In the two volume work, Wright sets forth to discuss Paul in terms of God, the people of God and the future of the people of God through the Jewish theological lenses of monotheism, election and eschatology. Throughout, Wright reminds us these are the central Jewish themes Paul is rethinking through Jesus and Spirit. To understand Paul’s worldview, Wright masterfully situates Paul within the three realms of his universe, Jewish, Greek and Roman Empire.
With a twinkle in his eye, sipping hot tea as he tries to recover from a brutal travel schedule, Wright reminds us that he is offering Paul as a “refreshed” Jewish thinker who is refocusing Jewish theology around Jesus and Spirit. We lean forward, hands feverishly typing his every word into our devices, he argues Paul did this thinking in the service of his mission, to plant communities of Jesus followers in Caesar’s world who would be shaped by the gospel and carry this gospel out to the world.

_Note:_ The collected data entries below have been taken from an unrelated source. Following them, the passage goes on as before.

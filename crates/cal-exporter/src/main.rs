use clap::Parser;
use std::process::ExitCode;

mod cli;
mod commands;
mod logging;
mod output;

use cli::{Cli, Commands, ConfigCommands};
use commands::config::{load_config, ConfigSetOptions};
use commands::export::ExportOptions;
use commands::{CommandContext, CommandError};

#[tokio::main]
async fn main() -> ExitCode {
    let cli = Cli::parse();
    logging::init(&cli);

    match run(&cli).await {
        Ok(()) => ExitCode::SUCCESS,
        Err(e) => {
            eprintln!("Error: {e}");
            error_exit_code(&e)
        }
    }
}

async fn run(cli: &Cli) -> commands::Result<()> {
    match &cli.command {
        Some(Commands::Completions { shell }) => {
            commands::completions::execute(shell)?;
            Ok(())
        }
        Some(Commands::Config { command }) => {
            // A broken config file must not block `config path` or `config set`.
            let ctx = CommandContext::from_cli(cli, &load_config().unwrap_or_default());
            match command {
                None | Some(ConfigCommands::Show) => commands::config::execute_show(&ctx),
                Some(ConfigCommands::Set { key, value }) => commands::config::execute_set(
                    &ctx,
                    &ConfigSetOptions {
                        key: key.clone(),
                        value: value.clone(),
                    },
                ),
                Some(ConfigCommands::Path) => commands::config::execute_path(),
            }
        }
        None => {
            let config = load_config()?;
            let ctx = CommandContext::from_cli(cli, &config);
            let opts = ExportOptions::from_cli(cli);
            commands::export::execute(&ctx, &opts, &config).await
        }
    }
}

/// Returns the exit code for an error.
fn error_exit_code(e: &CommandError) -> ExitCode {
    ExitCode::from(exit_status(e))
}

/// Numeric exit status: 1 usage, 2 fetch, 3 I/O, 5 config.
fn exit_status(e: &CommandError) -> u8 {
    match e {
        CommandError::Usage(_) => 1,
        CommandError::DateRange(_) => 1,
        CommandError::Feed(err) => err.exit_code(),
        CommandError::Config(_) => 5,
        CommandError::Export(_) => 3,
        CommandError::Io(_) => 3,
        CommandError::Json(_) => 1,
    }
}
//! Shell completions command implementation.

use std::io::{self, Write};

use clap::CommandFactory;
use clap_complete::{generate, Shell as ClapShell};

use crate::cli::{Cli, Shell};

/// Binary name used in generated scripts.
const BIN_NAME: &str = "cal-exporter";

fn clap_shell(shell: &Shell) -> ClapShell {
    match shell {
        Shell::Bash => ClapShell::Bash,
        Shell::Zsh => ClapShell::Zsh,
        Shell::Fish => ClapShell::Fish,
        Shell::Powershell => ClapShell::PowerShell,
    }
}

/// Writes completions for `shell` to `out`.
pub fn write_completions(shell: &Shell, out: &mut dyn Write) {
    let mut cmd = Cli::command();
    generate(clap_shell(shell), &mut cmd, BIN_NAME, out);
}

/// Generate shell completions for the given shell and write to stdout.
///
/// # Errors
///
/// Returns an error if flushing stdout fails.
pub fn execute(shell: &Shell) -> io::Result<()> {
    let mut stdout = io::stdout();
    write_completions(shell, &mut stdout);
    stdout.flush()
}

Though Paul is not a systematic theologian, for Wright, he is on league with Plato and Aristotle in his ability to take abstract concepts, argue with passion and understand these concepts in ways that pertain to faith. I am struck again at this original pastor/scholar who is able to communicate high ideals in practical ways to a given context for the good of God’s church. Wright leans back, hands folded like church and steeple and says, “Philosophy, religion and politics are all reconciled in Paul.”
My thumbs typing at a dizzying speed, I take notes on my i-phone, I do not want to miss a single syllable of this diatribe—this modern day pastor/scholar whom I have read through formative years, whose words helped me know Jesus. I am at once caught, head finds heart and my eyes flood with tears as Wright explains why he began the work with the letter to Philemon; tells us to listen for echoes of the Exodus in the short letter regarding Onesimus, slave and convert of Christ.

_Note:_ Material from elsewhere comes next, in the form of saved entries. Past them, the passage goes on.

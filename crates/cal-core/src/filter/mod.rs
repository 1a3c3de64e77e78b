//! Date-range parsing and hashtag filtering for calendar events.
//!
//! # Date ranges
//!
//! - `today` - the current day
//! - `2026-02-15` - a single day
//! - `2026-02-01:2026-02-28` - a range of days
//! - `2026-02-01T09:00:2026-02-01T17:00` - a datetime range
//!
//! # Hashtag terms
//!
//! - Commas inside one term - AND (all tags must be present)
//! - Several terms - OR (any term may match)
//! - Matching is case-insensitive and the leading `#` is optional
//!
//! # Example
//!
//! ```
//! use cal_core_rs::filter::{filter_events, parse_hashtag_groups};
//!
//! let groups = parse_hashtag_groups(&["zzp, Work", "#meeting"]);
//! assert_eq!(groups.len(), 2);
//! assert!(groups[0].contains("#zzp") && groups[0].contains("#work"));
//!
//! let events: Vec<cal_core_rs::CalendarEvent> = vec![];
//! let matched = filter_events(&events, &["#billable"]);
//! assert!(matched.is_empty());
//! ```

mod date_range;
mod error;
mod evaluator;
mod hashtag;

pub use date_range::{
    localize, parse_date_range, parse_datetime_token, DateRange, DateRangeParser, ParsedDateTime,
};
pub use error::{DateRangeError, DateRangeResult};
pub use evaluator::{filter_by_date_range, filter_events, HashtagFilter};
pub use hashtag::{
    extract_hashtags, normalize_hashtag, parse_hashtag_groups, HashtagGroup, HashtagQuery,
};

#[cfg(test)]
mod tests;
//! CSV export.

use std::path::PathBuf;

use cal_core_rs::{round_hours, CalendarEvent};
use tracing::debug;

use super::helpers::{create_file, format_date, format_end, format_start};
use super::{Exporter, Result};

/// CSV header row.
pub const CSV_HEADERS: [&str; 9] = [
    "date",
    "start_time",
    "end_time",
    "duration_hours",
    "duration_formatted",
    "summary",
    "description",
    "location",
    "hashtags",
];

/// Writes one row per event. An empty event list writes no file.
pub struct CsvExporter {
    path: PathBuf,
}

impl CsvExporter {
    pub fn new(path: impl Into<PathBuf>) -> Self {
        Self { path: path.into() }
    }
}

impl Exporter for CsvExporter {
    fn export(&self, events: &[CalendarEvent]) -> Result<()> {
        if events.is_empty() {
            debug!(path = %self.path.display(), "no events, skipping CSV file");
            return Ok(());
        }

        let file = create_file(&self.path)?;
        let mut writer = ::csv::Writer::from_writer(file);
        writer.write_record(CSV_HEADERS)?;

        for event in events {
            writer.write_record([
                format_date(event),
                format_start(event),
                format_end(event),
                round_hours(event.duration_hours()).to_string(),
                event.duration_formatted(),
                event.summary.clone(),
                event.description.clone().unwrap_or_default(),
                event.location.clone().unwrap_or_default(),
                event.hashtags_joined(),
            ])?;
        }

        writer.flush()?;
        Ok(())
    }
}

Slavery was a complicated and delicate social relationship in the ancient world, as was marriage, the role of women, the chasm of Jew and Gentile. As I read through this work, words dance off the page as Wright gives us Paul, arms stretched out in cross formation to master and slave and call them to be reconciled. Not only here but to the women of Philippi, Euodia and Syntyche, to Jews and Gentiles, this is the heart of Paul’s gospel; be reconciled in Christ Jesus.
I am reminded again why scholarship matters, why I have spent my life pouring over ancient manuscripts and why I am always captivated at the discovery of some stele or antiquated fragment. I remember why I have decided to occupy my days with Paul and Jesus and the women who served with them; it is-- all of it-- for the good of the church and the ministry of reconciliation.